A diretora do FBSP aponta que a desigualdade de gênero é a raiz da violência. “Não é normal um homem matar uma mulher porque ela terminou o relacionamento com ele, isso não pode ser aceito”, afirma.

A trajetória de agressão, que vem desde a verbal até a física, faz com que muitas vezes a vítima não se sinta segura para denunciar.

Foi o que ocorreu com a jovem Eva Luana, de 21 anos. A baiana estudante de direito sofria abusos desde os 12 anos, mas só conseguiu fugir do padrasto, seu agressor, depois de nove anos.

O caso ganhou grande repercussão após ela publicar a história no Instagram dela, que hoje tem mais de um milhão de seguidores. “Meu caos teve início quando eu tinha 12 anos, minha mãe era agredida, abusada, violada e torturada quase todos os dias”, conta a jovem.

Eva chegou a procurar ajuda aos 13 anos, mas não teve respaldo. “Nessa denúncia eu tinha certeza que seria salva por todos, mas não foi isso que aconteceu”, relata. Ela diz que o Estado falhou a tal ponto que o caso não chegou nem ao Ministério Público.

Samira Bueno, diretora do FBSP acredita que a visibilidade do tema atualmente ajuda a romper situações de violência continuada. “É muito mais simples falar disso hoje do que há 10 anos”, conclui.

Medo dentro de casa

Embora a comparação com dados de 2017 indique a redução nos níveis de percepção da violência, os dados de vitimização mostram que a história é outra.

Casos de agressões entre conhecidos e, principalmente, dentro de casa cresceram. “Os conhecidos eram agressores em 60% dos casos em 2017, agora já chegam a 76%, então parece que cada vez mais a violência está neste âmbito doméstico”, destaca Samira.

Ela alerta que boa parte do debate público sobre violência no Brasil fala das dinâmicas da criminalidade urbana, como o medo de sair de casa, de ser furtado ou de ser roubado, mas esquece do ambiente privado.

A maioria das entrevistadas (42%) foi agredida dentro do próprio lar. É o caso da paisagista Elaine Caparroz, de 55 anos, que foi espancada por mais de quatro horas no último dia 16, em seu apartamento na Barra da Tijuca, zona Oeste do Rio de Janeiro.
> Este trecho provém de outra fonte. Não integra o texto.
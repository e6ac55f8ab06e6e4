//! Map core: data loading, validation, routing and engine lifecycle.
//!
//! Everything in here is platform-neutral. Network access goes through the
//! [`MarkerSource`], [`RouteProvider`] and [`BoundarySource`] traits and the
//! rendering engine through [`EngineFactory`], so the same components run
//! against the browser, the native canvas and test fakes.

mod boundary;
mod engine;
mod events;
mod host;
mod popup;
mod route_cache;
mod sequence;
mod types;
pub mod viewport;

pub use boundary::{BoundarySource, BoundaryValidator, ValidationResult, UNABLE_TO_VALIDATE};
pub use engine::{
    Capabilities, ClickEvent, ClickTarget, EngineEvent, EngineFactory, EngineFailure,
    EngineOptions, MapEngine,
};
pub use events::{EventBus, SubscriptionId};
pub use host::{
    classify_engine_failure, is_valid_access_token, HostPhase, MapError, MapErrorCode, MapEvent,
    MapHost,
};
pub use popup::{compute_position, Placement, PopupLayout, PopupPosition, DEFAULT_POPUP_SIZE};
pub use route_cache::{
    straight_line, CacheEntry, ResolvedTrail, RouteCache, RouteCacheStats, RouteKey,
    RouteProvider, RouteResponse, TrailRoute,
};
pub use sequence::{Debouncer, RequestSequencer};
pub use types::{
    MarkerEntity, MarkerFilters, MarkerPage, MarkerStatus, TravelProfile, PENDING_MIN_ZOOM,
};
pub use viewport::{
    ClusterExpansion, FetchOutcome, MarkerQuery, MarkerSet, MarkerSource, MarkerUpdate,
    ViewportBounds, ViewportDataController, ViewportFingerprint,
};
O agressor Vinícius Serra, de 27 anos, está detido e foi indiciado por tentativa de feminicídio.

De acordo com o Disque 180, o número de assassinatos de mulheres por causa do gênero quase triplicou de 2017 para 2018.

A pesquisa aponta que 23,8% das vítimas que conheciam o agressor sofreram violência do parceiro atual, enquanto 21% foram agredidas por um vizinho e 15% por um ex-companheiro.

A diretora do Fórum de Segurança Pública acredita que esse dado representa o medo do homem de praticar a violência na esfera pública, onde pode ser pego.

A promotora Valéria Scarance, coordenadora do Núcleo de Gênero do Ministério Público de São Paulo, enxerga o lado positivo da situação.

Ela pondera que não há um aumento no número de agressores, mas sim um número expressivo de mulheres que estão mais confortáveis para relatar os casos de violência, assédio e estupro. “As mulheres estão acreditando mais [nas autoridades] e estão rompendo o silêncio”, celebra a promotora.

Ela também acredita que o aumento no número de relatos é uma resposta às iniciativas de combate à violência: “Isso é resultado, sim, de uma maior conscientização, de um encorajamento das mulheres”.

Escolaridade

Dos 16 milhões de brasileiras (27,4%) que sofreram algum tipo de violência, quase 43% são jovens entre 16 e 24 anos. A pesquisa do Datafolha com o Fórum Brasileiro de Segurança Pública aponta que mulheres com ensino médio ou superior relatam mais casos de assédio e agressões do que aquelas que apenas cursaram o ensino fundamental.

Para Samira Bueno, do Fórum Brasileiro de Segurança Pública, o dado mostra que a informação é o caminho para a denúncia. “Mulheres jovens e mais escolarizadas podem ser muito menos tolerantes à violência”, destaca.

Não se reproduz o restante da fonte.